In the last decade, renewed interest in developing computational models of the brain, coupled with advances in VLSI technology, has created many opportunities to realize these computational models in silicon. Along with these biologically motivated neural chips, artificial neural networks (ANN) have also re-emerged as massively parallel solutions to previous adaptive learning algorithms. The advantage of ANN over adaptive algorithms is in terms of much faster computation and learning. However, to realize that computational power, ANNs must be realized in VLSI hardware. When algorithms are put on silicon, many issues have to be addressed, such as what is the circuit architecture, analog or digital implementations, voltage mode or current mode, general or special applications, size of the network, learning algorithms, and weight storage. Several challenges are particularly important to realize the computational power of neurocomputers, which in the broad sense of the word can mean any computer architectures based on neural network paradigms.

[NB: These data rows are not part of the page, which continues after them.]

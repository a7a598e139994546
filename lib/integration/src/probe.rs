//! Single-request vendor probes.
//!
//! A probe sends one read-only (or 1-token) request using the catalog
//! entry's base URL and auth scheme, then maps the response onto a
//! [`ValidationResult`].

use crate::auth::AuthScheme;
use crate::catalog::IntegrationDefinition;
use crate::connector::render_url;
use crate::credential::{ACCESS_TOKEN_FIELD, CredentialMaterial};
use crate::validator::{
    GenericOAuthValidator, ValidationDetails, ValidationErrorCode, ValidationResult, Validator,
};
use async_trait::async_trait;
use reqwest::{Method, StatusCode};
use serde_json::{Value as JsonValue, json};
use std::sync::Arc;
use std::time::Instant;

/// Extracts account info from a 2xx body, or reports an error the vendor
/// embedded in it.
pub type Inspect = fn(&JsonValue) -> Result<Option<JsonValue>, String>;

/// A declarative one-request validator.
#[derive(Debug, Clone)]
pub struct HttpProbe {
    label: &'static str,
    base_url: String,
    method: Method,
    path: &'static str,
    query: Vec<(&'static str, &'static str)>,
    headers: Vec<(&'static str, &'static str)>,
    body: Option<JsonValue>,
    auth: AuthScheme,
    required: Vec<&'static str>,
    key_format: Option<(&'static str, &'static [&'static str])>,
    oauth: bool,
    inspect: Option<Inspect>,
}

impl HttpProbe {
    /// A GET probe of `path` built from a catalog entry.
    #[must_use]
    pub fn for_definition(definition: &IntegrationDefinition, path: &'static str) -> Self {
        let required = if definition.is_oauth() {
            vec![ACCESS_TOKEN_FIELD]
        } else {
            definition.required_fields()
        };
        Self {
            label: definition.name,
            base_url: definition.base_url.to_string(),
            method: Method::GET,
            path,
            query: Vec::new(),
            headers: definition.default_headers.clone(),
            body: None,
            auth: definition.auth,
            required,
            key_format: None,
            oauth: definition.is_oauth(),
            inspect: None,
        }
    }

    /// Sends the probe to a different host, keeping the path.
    #[must_use]
    pub fn with_base_url(mut self, base_url: impl Into<String>) -> Self {
        self.base_url = base_url.into();
        self
    }

    /// Sends a POST with a JSON body.
    #[must_use]
    pub fn with_post(mut self, body: JsonValue) -> Self {
        self.method = Method::POST;
        self.body = Some(body);
        self
    }

    #[must_use]
    pub fn with_query(mut self, name: &'static str, value: &'static str) -> Self {
        self.query.push((name, value));
        self
    }

    /// Rejects `field` values without one of `prefixes` before sending.
    #[must_use]
    pub fn with_key_format(mut self, field: &'static str, prefixes: &'static [&'static str]) -> Self {
        self.key_format = Some((field, prefixes));
        self
    }

    #[must_use]
    pub fn with_inspect(mut self, inspect: Inspect) -> Self {
        self.inspect = Some(inspect);
        self
    }

    fn check_key_format(&self, material: &CredentialMaterial) -> Option<ValidationResult> {
        let (field, prefixes) = self.key_format?;
        let value = material.credentials.get(field).unwrap_or_default();
        if prefixes.iter().any(|p| value.starts_with(p)) {
            return None;
        }
        Some(ValidationResult::failure(
            ValidationErrorCode::InvalidKeyFormat,
            format!(
                "{} {field} should start with {}",
                self.label,
                prefixes.join(" or ")
            ),
        ))
    }

    fn classify_status(&self, status: StatusCode) -> ValidationResult {
        match status {
            StatusCode::UNAUTHORIZED if self.oauth => ValidationResult::failure(
                ValidationErrorCode::TokenExpired,
                format!("{} rejected the access token; it has expired or been revoked", self.label),
            ),
            StatusCode::UNAUTHORIZED => ValidationResult::failure(
                ValidationErrorCode::InvalidCredentials,
                format!("{} rejected the credentials", self.label),
            ),
            StatusCode::FORBIDDEN => ValidationResult::failure(
                ValidationErrorCode::InvalidCredentials,
                format!("{} credentials lack the required permissions", self.label),
            ),
            other => ValidationResult::failure(
                ValidationErrorCode::ApiError,
                format!("{} returned HTTP {other}", self.label),
            ),
        }
    }
}

#[async_trait]
impl Validator for HttpProbe {
    fn required_fields(&self) -> Vec<&'static str> {
        self.required.clone()
    }

    async fn check(&self, client: &reqwest::Client, material: &CredentialMaterial) -> ValidationResult {
        if let Some(rejected) = self.check_key_format(material) {
            return rejected;
        }

        let credentials = &material.credentials;
        let url = match render_url(&self.base_url, self.path, |name| {
            credentials.get_present(name).map(str::to_string)
        }) {
            Ok(url) => url,
            Err(e) => {
                return ValidationResult::failure(
                    ValidationErrorCode::UnknownError,
                    format!("cannot build {} probe url: {e:?}", self.label),
                );
            }
        };

        let mut request = client.request(self.method.clone(), url);
        if !self.query.is_empty() {
            request = request.query(&self.query);
        }
        for (name, value) in &self.headers {
            request = request.header(*name, *value);
        }
        if let Some(body) = &self.body {
            request = request.json(body);
        }
        let request = match self.auth.apply(request, credentials) {
            Ok(request) => request,
            Err(e) => {
                return ValidationResult::failure(ValidationErrorCode::MissingCredentials, e.to_string());
            }
        };

        let started = Instant::now();
        let response = request.send().await;
        let latency_ms = u64::try_from(started.elapsed().as_millis()).unwrap_or(u64::MAX);

        let response = match response {
            Ok(response) => response,
            Err(e) => {
                // Query-string auth puts the credential in the URL.
                return ValidationResult::failure(
                    ValidationErrorCode::ConnectionError,
                    format!("Could not reach {}: {}", self.label, e.without_url()),
                )
                .with_latency(latency_ms);
            }
        };

        let status = response.status();
        if !status.is_success() {
            return self.classify_status(status).with_latency(latency_ms);
        }

        let body: JsonValue = response.json().await.unwrap_or(JsonValue::Null);
        let account_info = match self.inspect.map(|inspect| inspect(&body)).transpose() {
            Ok(info) => info.flatten(),
            Err(message) => {
                return ValidationResult::failure(
                    ValidationErrorCode::ApiError,
                    format!("{}: {message}", self.label),
                )
                .with_latency(latency_ms);
            }
        };

        ValidationResult::ok(format!("Connected to {}", self.label))
            .with_latency(latency_ms)
            .with_details(ValidationDetails {
                account_info,
                token_expires_at: material.token_expires_at,
                scopes: None,
            })
    }
}

/// Builds the validator for a built-in catalog entry.
#[must_use]
pub fn builtin_validator(definition: &IntegrationDefinition) -> Option<Arc<dyn Validator>> {
    let probe = |path| HttpProbe::for_definition(definition, path);
    let validator: Arc<dyn Validator> = match definition.id.as_str() {
        "openai" => Arc::new(
            probe("/models")
                .with_key_format("apiKey", &["sk-"])
                .with_inspect(count_data),
        ),
        "anthropic" => Arc::new(
            probe("/models")
                .with_key_format("apiKey", &["sk-ant-"])
                .with_inspect(count_data),
        ),
        "stripe" => Arc::new(
            probe("/account")
                .with_key_format("secretKey", &["sk_", "rk_"])
                .with_inspect(|body| {
                    Ok(Some(json!({
                        "id": body["id"],
                        "email": body["email"],
                        "country": body["country"],
                        "livemode": body["livemode"],
                    })))
                }),
        ),
        "airtable" => Arc::new(probe("/meta/whoami").with_inspect(|body| {
            Ok(Some(json!({"id": body["id"], "email": body["email"]})))
        })),
        "pipedrive" => Arc::new(probe("/users/me").with_inspect(|body| {
            if body["success"] == JsonValue::Bool(false) {
                return Err(body["error"].as_str().unwrap_or("request rejected").to_string());
            }
            let user = &body["data"];
            Ok(Some(json!({"name": user["name"], "email": user["email"], "company": user["company_name"]})))
        })),
        "close" => Arc::new(probe("/me/").with_inspect(|body| {
            let name = format!(
                "{} {}",
                body["first_name"].as_str().unwrap_or_default(),
                body["last_name"].as_str().unwrap_or_default()
            );
            Ok(Some(json!({"name": name.trim(), "email": body["email"]})))
        })),
        "monday" => Arc::new(
            probe("")
                .with_post(json!({"query": "query { me { id name email } }"}))
                .with_inspect(graphql_me),
        ),
        "vapi" => Arc::new(probe("/assistant").with_query("limit", "1")),
        "resend" => Arc::new(probe("/domains").with_key_format("apiKey", &["re_"])),
        "msgraph" => Arc::new(probe("/me").with_inspect(|body| {
            Ok(Some(json!({
                "name": body["displayName"],
                "email": body["mail"].as_str().or_else(|| body["userPrincipalName"].as_str()),
            })))
        })),
        "teams" => Arc::new(probe("/me/joinedTeams").with_inspect(count_value)),
        "calcom" => Arc::new(
            probe("/me")
                .with_key_format("apiKey", &["cal_"])
                .with_inspect(|body| {
                    let user = &body["user"];
                    Ok(Some(json!({"name": user["name"], "email": user["email"]})))
                }),
        ),
        "nylas" => Arc::new(probe("/grants/{grantId}").with_inspect(|body| {
            let grant = &body["data"];
            Ok(Some(json!({
                "email": grant["email"],
                "provider": grant["provider"],
                "status": grant["grant_status"],
            })))
        })),
        _ if definition.is_oauth() => Arc::new(GenericOAuthValidator),
        _ => return None,
    };
    Some(validator)
}

fn count_data(body: &JsonValue) -> Result<Option<JsonValue>, String> {
    let count = body["data"].as_array().map_or(0, Vec::len);
    Ok(Some(json!({"models": count})))
}

fn count_value(body: &JsonValue) -> Result<Option<JsonValue>, String> {
    let count = body["value"].as_array().map_or(0, Vec::len);
    Ok(Some(json!({"teams": count})))
}

fn graphql_me(body: &JsonValue) -> Result<Option<JsonValue>, String> {
    if let Some(first) = body["errors"].as_array().and_then(|errors| errors.first()) {
        return Err(first["message"].as_str().unwrap_or("GraphQL error").to_string());
    }
    if let Some(message) = body["error_message"].as_str() {
        return Err(message.to_string());
    }
    let me = &body["data"]["me"];
    Ok(Some(json!({"id": me["id"], "name": me["name"], "email": me["email"]})))
}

Many neural network chips and boards, including digital ones, have been shown to be able to perform extremely fast computations. But, input/output interfaces are still very important to bring the data in and out of the chips/boards. Another issue is packaging. Because of the massively parallel nature of neural network architectures, three-dimensional (3-D) packaging may be necessary to avoid serial data interfaces. Circuit and computational architecture is another important factor in realizing high performance neurocomputers. In this paper, the latest research efforts in neurocomputers, and the challenges facing this community, will be discussed.